Wilson is a major proponent of group selection, an evolutionary theory based on the idea that in social species like ours, natural selection favors characteristics that foster the survival of the group, not just of individuals.
Wilson and Gervais applied the concept of group selection to two different types of human laughter. Spontaneous, emotional, impulsive and involuntary laughter is a genuine expression of amusement and joy and is a reaction to playing and joking around; it shows up in the smiles of a child or during roughhousing or tickling.
This display of amusement is called Duchenne laughter, after scholar Guillaume-Benjamin-Amand Duchenne de Boulogne, who first described it in the midth century.

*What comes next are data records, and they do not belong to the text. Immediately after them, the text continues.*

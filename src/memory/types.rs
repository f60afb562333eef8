//! Memory record definitions.
//!
//! Defines [`Memory`] (one captured, geotagged moment) and [`ImageData`]
//! (the photo payload it owns, with its sniffed [`ImageFormat`]).

use std::path::PathBuf;
use std::sync::Arc;

use chrono::{DateTime, Utc};
use serde::Serialize;
use uuid::Uuid;

use crate::geo::Coordinate;

/// Image container formats accepted from a photo source.
#[derive(Debug, Clone, Copy, PartialEq, Eq, Serialize)]
#[serde(rename_all = "snake_case")]
pub enum ImageFormat {
    Jpeg,
    Png,
    Gif,
    Webp,
    Heic,
}

impl ImageFormat {
    /// Detect the format from the leading magic bytes.
    pub fn sniff(bytes: &[u8]) -> Option<Self> {
        match bytes {
            [0xFF, 0xD8, 0xFF, ..] => Some(Self::Jpeg),
            [0x89, b'P', b'N', b'G', 0x0D, 0x0A, 0x1A, 0x0A, ..] => Some(Self::Png),
            [b'G', b'I', b'F', b'8', b'7' | b'9', b'a', ..] => Some(Self::Gif),
            [b'R', b'I', b'F', b'F', _, _, _, _, b'W', b'E', b'B', b'P', ..] => Some(Self::Webp),
            [_, _, _, _, b'f', b't', b'y', b'p', brand @ ..] if brand.len() >= 4 => {
                match &brand[..4] {
                    b"heic" | b"heix" | b"hevc" | b"heim" | b"heis" | b"mif1" | b"msf1" => {
                        Some(Self::Heic)
                    }
                    _ => None,
                }
            }
            _ => None,
        }
    }

    pub fn as_str(&self) -> &'static str {
        match self {
            Self::Jpeg => "jpeg",
            Self::Png => "png",
            Self::Gif => "gif",
            Self::Webp => "webp",
            Self::Heic => "heic",
        }
    }
}

impl std::fmt::Display for ImageFormat {
    fn fmt(&self, f: &mut std::fmt::Formatter<'_>) -> std::fmt::Result {
        f.write_str(self.as_str())
    }
}

/// An encoded photo. Cloning shares the underlying bytes.
#[derive(Clone, PartialEq, Eq)]
pub struct ImageData {
    format: ImageFormat,
    bytes: Arc<[u8]>,
}

impl ImageData {
    /// Wrap `bytes` if they look like a supported image; `None` for empty or
    /// unrecognised payloads.
    pub fn decode(bytes: impl Into<Vec<u8>>) -> Option<Self> {
        let bytes: Vec<u8> = bytes.into();
        let format = ImageFormat::sniff(&bytes)?;
        Some(Self {
            format,
            bytes: bytes.into(),
        })
    }

    pub fn format(&self) -> ImageFormat {
        self.format
    }

    pub fn bytes(&self) -> &[u8] {
        &self.bytes
    }

    pub fn len(&self) -> usize {
        self.bytes.len()
    }

    pub fn is_empty(&self) -> bool {
        self.bytes.is_empty()
    }
}

impl std::fmt::Debug for ImageData {
    fn fmt(&self, f: &mut std::fmt::Formatter<'_>) -> std::fmt::Result {
        f.debug_struct("ImageData")
            .field("format", &self.format)
            .field("len", &self.bytes.len())
            .finish()
    }
}

impl Serialize for ImageData {
    fn serialize<S: serde::Serializer>(&self, serializer: S) -> Result<S::Ok, S::Error> {
        use serde::ser::SerializeStruct;
        let mut s = serializer.serialize_struct("ImageData", 2)?;
        s.serialize_field("format", &self.format)?;
        s.serialize_field("len", &self.bytes.len())?;
        s.end()
    }
}

/// A captured memory. Only built once its coordinate has been resolved.
#[derive(Debug, Clone, Serialize)]
pub struct Memory {
    /// UUID v7 (time-sortable), assigned at creation.
    pub id: Uuid,
    /// The photo, if one was captured and decoded.
    pub image: Option<ImageData>,
    /// Display name of the place, e.g. `"Paris"`.
    pub location_name: String,
    /// Geocoded position of `location_name`.
    pub coordinate: Coordinate,
    /// Path of the recorded voice note, if any.
    pub voice_note: Option<PathBuf>,
    /// Capture time.
    pub date: DateTime<Utc>,
}

impl Memory {
    /// Build a memory with a fresh id and the current time.
    pub fn new(
        image: Option<ImageData>,
        location_name: impl Into<String>,
        coordinate: Coordinate,
        voice_note: Option<PathBuf>,
    ) -> Self {
        Self {
            id: Uuid::now_v7(),
            image,
            location_name: location_name.into(),
            coordinate,
            voice_note,
            date: Utc::now(),
        }
    }
}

Conversely, non-Duchenne laughter is a studied and not very emotional imitation of spontaneous laughter. People employ it as a voluntary social strategy—for example, when their smiles and laughter punctuate ordinary conversations, even when those chats are not particularly funny. Facial expressions and the neural pathways that control them differ between the two kinds of laughter, the authors say.
Duchenne laughter arises in the brain stem and the limbic system responsible for emotions , whereas non-Duchenne laughter is controlled by the voluntary premotor areas thought to participate in planning movements of the frontal cortex. The neural mechanisms are so distinct that just one pathway or the other is affected in some forms of facial paralysis. According to Wilson and Gervais, the two forms of laughter, and the neural mechanisms behind them, evolved at different times.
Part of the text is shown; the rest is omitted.